• _Task prompt_
The answer should be every line below, retyped exactly.

• _Records for this task_

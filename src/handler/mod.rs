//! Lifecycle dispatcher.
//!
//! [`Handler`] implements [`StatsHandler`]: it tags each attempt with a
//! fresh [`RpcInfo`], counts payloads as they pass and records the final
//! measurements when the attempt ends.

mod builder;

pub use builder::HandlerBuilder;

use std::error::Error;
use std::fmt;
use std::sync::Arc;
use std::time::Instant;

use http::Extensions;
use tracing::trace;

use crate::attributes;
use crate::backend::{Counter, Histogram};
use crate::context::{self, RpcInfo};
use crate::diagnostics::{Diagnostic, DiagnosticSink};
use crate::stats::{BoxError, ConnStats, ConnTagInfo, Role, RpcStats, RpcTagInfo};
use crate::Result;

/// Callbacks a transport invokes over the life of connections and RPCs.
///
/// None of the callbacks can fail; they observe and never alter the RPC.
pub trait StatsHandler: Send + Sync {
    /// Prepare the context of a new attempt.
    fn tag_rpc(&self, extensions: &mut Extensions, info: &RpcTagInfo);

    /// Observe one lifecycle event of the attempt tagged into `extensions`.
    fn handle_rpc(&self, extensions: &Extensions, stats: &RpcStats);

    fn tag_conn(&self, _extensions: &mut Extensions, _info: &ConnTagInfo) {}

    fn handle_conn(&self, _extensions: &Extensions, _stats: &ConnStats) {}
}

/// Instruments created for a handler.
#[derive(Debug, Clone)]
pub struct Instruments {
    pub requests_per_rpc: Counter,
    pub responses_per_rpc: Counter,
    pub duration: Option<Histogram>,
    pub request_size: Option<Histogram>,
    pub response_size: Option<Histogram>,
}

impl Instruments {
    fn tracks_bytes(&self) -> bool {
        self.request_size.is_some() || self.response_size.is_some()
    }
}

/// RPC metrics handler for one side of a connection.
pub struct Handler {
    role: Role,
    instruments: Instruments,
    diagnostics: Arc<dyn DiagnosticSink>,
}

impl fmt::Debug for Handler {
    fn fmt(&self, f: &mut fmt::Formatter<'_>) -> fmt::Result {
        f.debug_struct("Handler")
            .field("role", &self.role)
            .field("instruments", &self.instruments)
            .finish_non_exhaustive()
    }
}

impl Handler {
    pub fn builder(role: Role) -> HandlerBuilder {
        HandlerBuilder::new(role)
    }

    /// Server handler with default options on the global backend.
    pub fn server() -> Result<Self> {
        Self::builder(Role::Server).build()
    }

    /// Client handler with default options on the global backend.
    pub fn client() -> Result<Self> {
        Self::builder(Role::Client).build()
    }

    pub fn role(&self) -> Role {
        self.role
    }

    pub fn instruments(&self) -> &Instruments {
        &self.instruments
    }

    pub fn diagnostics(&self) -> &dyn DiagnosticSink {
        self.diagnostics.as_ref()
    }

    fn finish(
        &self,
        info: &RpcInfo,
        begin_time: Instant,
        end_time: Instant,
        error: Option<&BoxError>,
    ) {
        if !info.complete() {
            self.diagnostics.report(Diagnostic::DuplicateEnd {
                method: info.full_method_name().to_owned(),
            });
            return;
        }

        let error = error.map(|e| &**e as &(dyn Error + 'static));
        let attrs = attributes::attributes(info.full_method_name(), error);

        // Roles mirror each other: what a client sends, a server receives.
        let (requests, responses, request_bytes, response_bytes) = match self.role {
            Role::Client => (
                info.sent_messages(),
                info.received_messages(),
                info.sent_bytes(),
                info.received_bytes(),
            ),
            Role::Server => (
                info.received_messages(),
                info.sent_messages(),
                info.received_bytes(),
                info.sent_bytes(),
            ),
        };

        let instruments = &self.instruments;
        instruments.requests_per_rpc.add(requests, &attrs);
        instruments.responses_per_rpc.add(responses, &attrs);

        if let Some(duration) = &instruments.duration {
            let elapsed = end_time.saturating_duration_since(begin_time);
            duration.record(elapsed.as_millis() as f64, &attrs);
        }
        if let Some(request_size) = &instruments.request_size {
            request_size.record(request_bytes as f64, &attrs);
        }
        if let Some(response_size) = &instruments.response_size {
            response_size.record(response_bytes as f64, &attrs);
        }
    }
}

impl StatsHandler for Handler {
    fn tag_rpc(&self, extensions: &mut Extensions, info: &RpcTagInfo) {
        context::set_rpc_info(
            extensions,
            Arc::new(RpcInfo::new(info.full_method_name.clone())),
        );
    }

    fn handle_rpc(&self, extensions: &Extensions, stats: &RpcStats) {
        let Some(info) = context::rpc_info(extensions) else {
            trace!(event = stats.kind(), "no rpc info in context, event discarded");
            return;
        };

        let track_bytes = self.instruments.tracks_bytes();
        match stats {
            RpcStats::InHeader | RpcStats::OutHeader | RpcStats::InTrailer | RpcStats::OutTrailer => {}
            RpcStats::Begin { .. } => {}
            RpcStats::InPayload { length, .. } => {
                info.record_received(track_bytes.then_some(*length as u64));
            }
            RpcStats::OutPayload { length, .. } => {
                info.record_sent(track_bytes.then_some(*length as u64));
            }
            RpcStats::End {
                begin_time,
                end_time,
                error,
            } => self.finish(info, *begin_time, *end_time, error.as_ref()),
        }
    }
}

• _Answer for this exercise_
filename src/handler/mod.rs
//! Lifecycle dispatcher.
//!
//! [`Handler`] implements [`StatsHandler`]: it tags each attempt with a
//! fresh [`RpcInfo`], counts payloads as they pass and records the final
//! measurements when the attempt ends.

mod builder;

pub use builder::HandlerBuilder;

use std::error::Error;
use std::fmt;
use std::sync::Arc;
use std::time::Instant;

use http::Extensions;
use tracing::trace;

use crate::attributes;
use crate::backend::{Counter, Histogram};
use crate::context::{self, RpcInfo};
use crate::diagnostics::{Diagnostic, DiagnosticSink};
use crate::stats::{BoxError, ConnStats, ConnTagInfo, Role, RpcStats, RpcTagInfo};
use crate::Result;

/// Callbacks a transport invokes over the life of connections and RPCs.
///
/// None of the callbacks can fail; they observe and never alter the RPC.
pub trait StatsHandler: Send + Sync {
    /// Prepare the context of a new attempt.
    fn tag_rpc(&self, extensions: &mut Extensions, info: &RpcTagInfo);

    /// Observe one lifecycle event of the attempt tagged into `extensions`.
    fn handle_rpc(&self, extensions: &Extensions, stats: &RpcStats);

    fn tag_conn(&self, _extensions: &mut Extensions, _info: &ConnTagInfo) {}

    fn handle_conn(&self, _extensions: &Extensions, _stats: &ConnStats) {}
}

/// Instruments created for a handler.
#[derive(Debug, Clone)]
pub struct Instruments {
    pub requests_per_rpc: Counter,
    pub responses_per_rpc: Counter,
    pub duration: Option<Histogram>,
    pub request_size: Option<Histogram>,
    pub response_size: Option<Histogram>,
}

impl Instruments {
    fn tracks_bytes(&self) -> bool {
        self.request_size.is_some() || self.response_size.is_some()
    }
}

/// RPC metrics handler for one side of a connection.
pub struct Handler {
    role: Role,
    instruments: Instruments,
    diagnostics: Arc<dyn DiagnosticSink>,
}

impl fmt::Debug for Handler {
    fn fmt(&self, f: &mut fmt::Formatter<'_>) -> fmt::Result {
        f.debug_struct("Handler")
            .field("role", &self.role)
            .field("instruments", &self.instruments)
            .finish_non_exhaustive()
    }
}

impl Handler {
    pub fn builder(role: Role) -> HandlerBuilder {
        HandlerBuilder::new(role)
    }

    /// Server handler with default options on the global backend.
    pub fn server() -> Result<Self> {
        Self::builder(Role::Server).build()
    }

    /// Client handler with default options on the global backend.
    pub fn client() -> Result<Self> {
        Self::builder(Role::Client).build()
    }

    pub fn role(&self) -> Role {
        self.role
    }

    pub fn instruments(&self) -> &Instruments {
        &self.instruments
    }

    pub fn diagnostics(&self) -> &dyn DiagnosticSink {
        self.diagnostics.as_ref()
    }

    fn finish(
        &self,
        info: &RpcInfo,
        begin_time: Instant,
        end_time: Instant,
        error: Option<&BoxError>,
    ) {
        if !info.complete() {
            self.diagnostics.report(Diagnostic::DuplicateEnd {
                method: info.full_method_name().to_owned(),
            });
            return;
        }

        let error = error.map(|e| &**e as &(dyn Error + 'static));
        let attrs = attributes::attributes(info.full_method_name(), error);

        // Roles mirror each other: what a client sends, a server receives.
        let (requests, responses, request_bytes, response_bytes) = match self.role {
            Role::Client => (
                info.sent_messages(),
                info.received_messages(),
                info.sent_bytes(),
                info.received_bytes(),
            ),
            Role::Server => (
                info.received_messages(),
                info.sent_messages(),
                info.received_bytes(),
                info.sent_bytes(),
            ),
        };

        let instruments = &self.instruments;
        instruments.requests_per_rpc.add(requests, &attrs);
        instruments.responses_per_rpc.add(responses, &attrs);

        if let Some(duration) = &instruments.duration {
            let elapsed = end_time.saturating_duration_since(begin_time);
            duration.record(elapsed.as_millis() as f64, &attrs);
        }
        if let Some(request_size) = &instruments.request_size {
            request_size.record(request_bytes as f64, &attrs);
        }
        if let Some(response_size) = &instruments.response_size {
            response_size.record(response_bytes as f64, &attrs);
        }
    }
}

impl StatsHandler for Handler {
    fn tag_rpc(&self, extensions: &mut Extensions, info: &RpcTagInfo) {
        context::set_rpc_info(
            extensions,
            Arc::new(RpcInfo::new(info.full_method_name.clone())),
        );
    }

    fn handle_rpc(&self, extensions: &Extensions, stats: &RpcStats) {
        let Some(info) = context::rpc_info(extensions) else {
            trace!(event = stats.kind(), "no rpc info in context, event discarded");
            return;
        };

        let track_bytes = self.instruments.tracks_bytes();
        match stats {
            RpcStats::InHeader | RpcStats::OutHeader | RpcStats::InTrailer | RpcStats::OutTrailer => {}
            RpcStats::Begin { .. } => {}
            RpcStats::InPayload { length, .. } => {
                info.record_received(track_bytes.then_some(*length as u64));
            }
            RpcStats::OutPayload { length, .. } => {
                info.record_sent(track_bytes.then_some(*length as u64));
            }
            RpcStats::End {
                begin_time,
                end_time,
                error,
            } => self.finish(info, *begin_time, *end_time, error.as_ref()),
        }
    }
}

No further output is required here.